Limit sought so some asylum seekers can apply for work only in industries with staff shortages

Home Office ministers are trying to thwart the impact of a supreme court ruling lifting a work ban on 45,000 asylum seekers by severely restricting the jobs they can apply for.

The immigration minister, Damian Green, wants to bar the asylum seekers from more than 28.5m jobs and restrict them to industries in which there are official staff shortages.

Home Office officials are investigating the possibility of telling asylum seekers they can apply only for vacancies among 400,000 skilled jobs in shortage occupations – a tiny fraction of the jobs in the UK economy. Asylum seekers would have to be qualified maths teachers, chemical engineers, high-integrity pipe welders or even experienced orchestral musicians or ballet dancers to have any hope of being allowed to work. The conditions mirror the restrictions of the points-based immigration system which bans unskilled workers from outside of Europe from working in Britain.

This week’s supreme court ruling said failed asylum seekers who made a second fresh claim for refugee status should be allowed to work if they had waited more than 12 months for a new Home Office decision.

The ruling is in line with an EU directive that lays down minimum standards for the reception of asylum seekers across Europe to ensure a dignified standard of living. The supreme court rejected the home secretary’s argument that this group of asylum seekers should lose this protection because their initial application had been rejected.

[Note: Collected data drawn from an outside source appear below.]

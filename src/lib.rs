// src/lib.rs

//! rankwatch library
//!
//! Reads a published admission ranking list, reports applicant positions and
//! notifies subscribers when a new list is published.

pub mod config;
pub mod error;
pub mod models;
pub mod pipeline;
pub mod services;
pub mod utils;

#[cfg(test)]
mod testing;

Refugee welfare groups have been fighting for more than 10 years to lift the ban on asylum seekers being allowed to work in Britain while their applications are decided. This is the first time the courts have backed the principle.

Immigration barristers say the ruling will mean that tens of thousands of failed asylum seekers whose fresh applications are grinding their way through the system will be entitled to basic rights, including the right to work. The court said any problem with undeserving cases should be dealt with by resolving them promptly rather than by denying those involved their fundamental rights.

The Home Office says that up to 45,000 failed asylum seekers are likely to be affected by the ruling. Many of them are among the 450,000 “legacy cases”, some dating back more than 10 years, which the Home Office is working through in a backlog exercise.

Green confirmed his intention to severely restrict the jobs open to asylum seekers who have waited more than a year for a decision.

He said: “I believe it is important to maintain a distinction between economic migration and asylum – giving failed asylum seekers access to the labour market undermines this principle.”

He claimed the ruling would have only a short-term effect as “the long delays in the asylum system will be resolved by the summer of next year when all the older asylum cases are concluded”.

Jonathan Ellis, director of policy and development at the Refugee Council, said the Home Office’s response to the ruling was “disappointing”.

“The supreme court ruled that this group of asylum seekers has the right to work under EU law – the government should not then limit this right down to a small number of asylum seekers who meet the requirements for national shortage occupations.

“The shortage occupation list is not designed for asylum seekers but rather economic migrants needing sponsorship to come to the UK. Asylum seekers who have waited so long for a decision should be allowed to work for local employers whenever their skills are needed.”